• [TASK DESCRIPTION]: Only one stretch of the records below should be repeated. It starts with the line containing "a dedicated context." and goes on through the line containing "pub async fn close_context(&self, context: &BrowsingContext)", exactly as written.

• [RECORDS SUPPLIED]:
******************************

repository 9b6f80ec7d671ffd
pub mod db;
pub mod stripe;

pub use db::DbAdapter;
pub use stripe::StripeGateway;
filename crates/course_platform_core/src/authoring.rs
//! crates/course_platform_core/src/authoring.rs
//!
//! Author-submitted course and video payloads, and the rules a course must satisfy
//! before it is saved.

use chrono::NaiveDate;
use rust_decimal::Decimal;
use serde::Deserialize;
use std::borrow::Cow;
use std::collections::{hash_map::Entry, BTreeMap};
use validator::{Validate, ValidationError, ValidationErrors, ValidationErrorsKind};

use crate::domain::{Course, CourseLevel, VideoId, ALLOWED_DURATIONS_WEEKS};

const SHORT_DESCRIPTION_MAX: usize = 300;

fn default_instructor() -> String {
    "Your Name".to_string()
}

/// The editable fields of a course, plus its nested video changes.
#[derive(Debug, Clone, Deserialize, Validate)]
#[cfg_attr(feature = "openapi", derive(utoipa::ToSchema))]
pub struct CourseInput {
    #[validate(length(min = 1, max = 200))]
    pub title: String,
    #[serde(default)]
    pub short_description: String,
    #[serde(default)]
    pub description: String,
    #[serde(default)]
    pub what_youll_learn: String,
    #[serde(default)]
    pub requirements: String,
    #[serde(default = "default_instructor")]
    #[validate(length(max = 120))]
    pub instructor: String,
    #[serde(default)]
    pub instructor_bio: String,
    #[serde(default)]
    pub level: CourseLevel,
    #[serde(default)]
    #[validate(length(max = 100))]
    pub category: String,
    #[serde(default)]
    pub is_published: bool,
    #[serde(default)]
    pub is_featured: bool,
    pub start_date: Option<NaiveDate>,
    pub end_date: Option<NaiveDate>,
    pub duration_weeks: Option<u32>,
    #[serde(default)]
    pub price: Decimal,
    pub discount_price: Option<Decimal>,
    pub thumbnail: Option<String>,
    #[validate(url)]
    pub promo_video: Option<String>,
    /// Checked entry by entry in `validate_course`; entries flagged `delete` are skipped.
    #[serde(default)]
    pub videos: Vec<VideoInput>,
}

/// One entry of the nested video list. Without an `id` it adds a video; with an `id`
/// it edits that video, or removes it when `delete` is set.
#[derive(Debug, Clone, Deserialize, Validate)]
#[cfg_attr(feature = "openapi", derive(utoipa::ToSchema))]
pub struct VideoInput {
    pub id: Option<VideoId>,
    #[validate(length(min = 1, max = 200))]
    pub title: String,
    #[validate(custom(function = "validate_youtube_url"))]
    pub youtube_url: String,
    #[serde(default)]
    #[validate(range(min = 0))]
    pub order: i32,
    #[serde(default)]
    pub delete: bool,
}

impl CourseInput {
    /// The short description as it will be stored.
    pub fn trimmed_short_description(&self) -> &str {
        self.short_description.trim()
    }

    /// Videos that survive the save, i.e. not flagged for deletion.
    pub fn kept_videos(&self) -> impl Iterator<Item = &VideoInput> {
        self.videos.iter().filter(|video| !video.delete)
    }
}

fn validate_youtube_url(url: &str) -> Result<(), ValidationError> {
    let host_ok = url::Url::parse(url)
        .ok()
        .and_then(|parsed| parsed.host_str().map(str::to_string))
        .map(|host| host.ends_with("youtube.com") || host.ends_with("youtu.be"))
        .unwrap_or(false);
    if host_ok {
        Ok(())
    } else {
        Err(error("youtube_url", "Please enter a valid YouTube URL"))
    }
}

fn error(code: &'static str, message: &'static str) -> ValidationError {
    let mut err = ValidationError::new(code);
    err.message = Some(Cow::Borrowed(message));
    err
}

/// Files per-entry errors under `videos`, keyed by position in the submitted list.
fn add_video_errors(errors: &mut ValidationErrors, items: BTreeMap<usize, Box<ValidationErrors>>) {
    if items.is_empty() {
        return;
    }
    match errors.errors_mut().entry(Cow::Borrowed("videos")) {
        Entry::Occupied(mut slot) => {
            if let ValidationErrorsKind::List(existing) = slot.get_mut() {
                existing.extend(items);
            } else {
                slot.insert(ValidationErrorsKind::List(items));
            }
        }
        Entry::Vacant(slot) => {
            slot.insert(ValidationErrorsKind::List(items));
        }
    }
}

/// Checks that every video the input edits or deletes belongs to the course.
///
/// `existing` holds the ids of the course's stored videos.
pub fn check_video_references(
    input: &CourseInput,
    existing: &[VideoId],
) -> Result<(), ValidationErrors> {
    let mut unknown = BTreeMap::new();
    for (index, video) in input.videos.iter().enumerate() {
        let Some(id) = video.id else { continue };
        if !existing.contains(&id) {
            let mut entry = ValidationErrors::new();
            entry.add("id", error("unknown_video", "This video does not belong to the course."));
            unknown.insert(index, Box::new(entry));
        }
    }

    let mut errors = ValidationErrors::new();
    add_video_errors(&mut errors, unknown);
    if errors.is_empty() {
        Ok(())
    } else {
        Err(errors)
    }
}

/// Checks `input` against the field rules and the cross-field rules.
///
/// `current` is the stored course when editing; `today` anchors the start-date rule.
pub fn validate_course(
    input: &CourseInput,
    current: Option<&Course>,
    today: NaiveDate,
) -> Result<(), ValidationErrors> {
    let mut errors = match input.validate() {
        Ok(()) => ValidationErrors::new(),
        Err(errors) => errors,
    };

    let video_errors: BTreeMap<usize, Box<ValidationErrors>> = input
        .videos
        .iter()
        .enumerate()
        .filter(|(_, video)| !video.delete)
        .filter_map(|(index, video)| video.validate().err().map(|e| (index, Box::new(e))))
        .collect();
    add_video_errors(&mut errors, video_errors);

    if input.title.trim().is_empty() {
        errors.add("title", error("required", "Title is required."));
    }

    if input.trimmed_short_description().chars().count() > SHORT_DESCRIPTION_MAX {
        errors.add(
            "short_description",
            error("too_long", "Short description cannot exceed 300 characters."),
        );
    }

    if input.price < Decimal::ZERO {
        errors.add("price", error("negative", "Price cannot be negative."));
    }
    if input.price.normalize().scale() > 2 {
        errors.add("price", error("precision", "Price allows at most two decimal places."));
    }
    if let Some(discount) = input.discount_price {
        if discount < Decimal::ZERO {
            errors.add(
                "discount_price",
                error("negative", "Discount price cannot be negative."),
            );
        } else if discount >= input.price {
            errors.add(
                "discount_price",
                error(
                    "not_lower",
                    "Discount price must be lower than the regular price.",
                ),
            );
        }
        if discount.normalize().scale() > 2 {
            errors.add(
                "discount_price",
                error("precision", "Discount price allows at most two decimal places."),
            );
        }
    }

    let start_changed = current.is_none_or(|course| course.start_date != input.start_date);
    if let Some(start) = input.start_date {
        if start_changed && start < today {
            errors.add("start_date", error("in_past", "Start date cannot be in the past."));
        }
        if let Some(end) = input.end_date {
            if end < start {
                errors.add("end_date", error("before_start", "End date must be after start date."));
            }
        }
    }

    if let Some(weeks) = input.duration_weeks {
        if !ALLOWED_DURATIONS_WEEKS.contains(&weeks) {
            errors.add(
                "duration_weeks",
                error("unsupported", "Duration must be 4, 8, 12, 16, 24 or 52 weeks."),
            );
        }
    }

    let newly_published = input.is_published && !current.is_some_and(|c| c.is_published);
    if newly_published {
        check_publishable(input, &mut errors);
    }

    if errors.is_empty() {
        Ok(())
    } else {
        Err(errors)
    }
}

/// Fields a course must fill in the first time it is published.
fn check_publishable(input: &CourseInput, errors: &mut ValidationErrors) {
    let required: [(&'static str, bool); 7] = [
        ("short_description", input.trimmed_short_description().is_empty()),
        ("description", input.description.trim().is_empty()),
        ("what_youll_learn", input.what_youll_learn.trim().is_empty()),
        ("requirements", input.requirements.trim().is_empty()),
        ("instructor_bio", input.instructor_bio.trim().is_empty()),
        ("category", input.category.trim().is_empty()),
        (
            "thumbnail",
            input.thumbnail.as_deref().is_none_or(|t| t.trim().is_empty()),
        ),
    ];
    for (field, missing) in required {
        if missing {
            errors.add(
                field,
                error(
                    "required_to_publish",
                    "This field is required when publishing the course.",
                ),
            );
        }
    }
}
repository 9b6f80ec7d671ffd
pub mod adapters;
pub mod config;
pub mod error;
pub mod web;
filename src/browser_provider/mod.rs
//! Browser resource handle for one audit batch.
//!
//! A [`BrowserSession`] owns the CDP connection (launched or attached) and
//! hands out browsing contexts and pages. Tasks borrow the session through an
//! `Arc` and never close it; the orchestrator tears it down once all tasks
//! have finished.

use std::path::{Path, PathBuf};

use anyhow::{Context, Result};
use chromiumoxide::Page;
use chromiumoxide::browser::Browser;
use chromiumoxide::cdp::browser_protocol::browser::BrowserContextId;
use chromiumoxide::cdp::browser_protocol::target::{
    CreateBrowserContextParams, CreateTargetParams, DisposeBrowserContextParams,
};
use tokio::task::JoinHandle;

use crate::browser_setup::{connect_browser, launch_browser};
use crate::config::{AuditConfig, BrowserEngine};

/// A browsing context (cookie jar / storage partition).
///
/// `id == None` is the browser's default context, which is never disposed.
#[derive(Debug, Clone, PartialEq, Eq)]
pub struct BrowsingContext {
    id: Option<BrowserContextId>,
}

impl BrowsingContext {
    #[must_use]
    pub fn default_context() -> Self {
        Self { id: None }
    }

    #[must_use]
    pub fn is_default(&self) -> bool {
        self.id.is_none()
    }
}

#[derive(Debug)]
pub struct BrowserSession {
    browser: Browser,
    handler: JoinHandle<()>,
    /// Profile directory created for this session, removed at teardown.
    owned_profile_dir: Option<PathBuf>,
    attached: bool,
}

impl BrowserSession {
    /// Launch or attach according to the configured engine.
    pub async fn acquire(config: &AuditConfig) -> Result<Self> {
        match config.browser_engine() {
            BrowserEngine::Launch { headless } => {
                let explicit_dir = config.chrome_data_dir().cloned();
                let generated = explicit_dir.is_none();
                let (browser, handler, user_data_dir) =
                    launch_browser(*headless, explicit_dir).await?;
                Ok(Self {
                    browser,
                    handler,
                    owned_profile_dir: generated.then_some(user_data_dir),
                    attached: false,
                })
            }
            BrowserEngine::Attach { endpoint } => {
                let (browser, handler) = connect_browser(endpoint).await?;
                Ok(Self {
                    browser,
                    handler,
                    owned_profile_dir: None,
                    attached: true,
                })
            }
        }
    }

    #[must_use]
    pub fn is_attached(&self) -> bool {
        self.attached
    }

    /// Create a fresh isolated browsing context.
    pub async fn create_context(&self) -> Result<BrowsingContext> {
        let response = self
            .browser
            .execute(CreateBrowserContextParams::default())
            .await
            .context("Failed to create browsing context")?;
        Ok(BrowsingContext {
            id: Some(response.result.browser_context_id),
        })
    }

    /// Context shared by every task of the batch. An attached browser reuses
    /// its existing default context; a launched one gets a dedicated context.
    pub async fn shared_context(&self) -> Result<BrowsingContext> {
        if self.attached {
            Ok(BrowsingContext::default_context())
        } else {
            self.create_context().await
        }
    }

    /// Open a blank page in `context`.
    pub async fn open_page(&self, context: &BrowsingContext) -> Result<Page> {
        let mut builder = CreateTargetParams::builder().url("about:blank");
        if let Some(id) = &context.id {
            builder = builder.browser_context_id(id.clone());
        }
        let params = builder.build().map_err(anyhow::Error::msg)?;

        self.browser
            .new_page(params)
            .await
            .context("Failed to open page")
    }

    /// Dispose a context created by this session. The default context is
    /// left alone.
    pub async fn close_context(&self, context: &BrowsingContext) -> Result<()> {
        let Some(id) = &context.id else {
            return Ok(());
        };
        self.browser
            .execute(DisposeBrowserContextParams::new(id.clone()))
            .await
            .context("Failed to dispose browsing context")?;
        Ok(())
    }

    /// Close a launched browser and wait for its process to exit.
    /// An attached browser is only disconnected.
    pub async fn close_browser(&mut self) -> Result<()> {
        if self.attached {
            return Ok(());
        }
        self.browser
            .close()
            .await
            .context("Failed to close browser")?;
        self.browser
            .wait()
            .await
            .context("Failed to wait for browser exit")?;
        Ok(())
    }

    #[must_use]
    pub fn owned_profile_dir(&self) -> Option<&Path> {
        self.owned_profile_dir.as_deref()
    }

    /// Stop driving the CDP connection.
    pub fn disconnect(&self) {
        self.handler.abort();
    }
}

impl Drop for BrowserSession {
    fn drop(&mut self) {
        self.handler.abort();
    }
}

******************************

• [SOLUTION TO THE PROBLEM]:
    /// its existing default context; a launched one gets a dedicated context.
    pub async fn shared_context(&self) -> Result<BrowsingContext> {
        if self.attached {
            Ok(BrowsingContext::default_context())
        } else {
            self.create_context().await
        }
    }

    /// Open a blank page in `context`.
    pub async fn open_page(&self, context: &BrowsingContext) -> Result<Page> {
        let mut builder = CreateTargetParams::builder().url("about:blank");
        if let Some(id) = &context.id {
            builder = builder.browser_context_id(id.clone());
        }
        let params = builder.build().map_err(anyhow::Error::msg)?;

        self.browser
            .new_page(params)
            .await
            .context("Failed to open page")
    }

    /// Dispose a context created by this session. The default context is
    /// left alone.
    pub async fn close_context(&self, context: &BrowsingContext) -> Result<()> {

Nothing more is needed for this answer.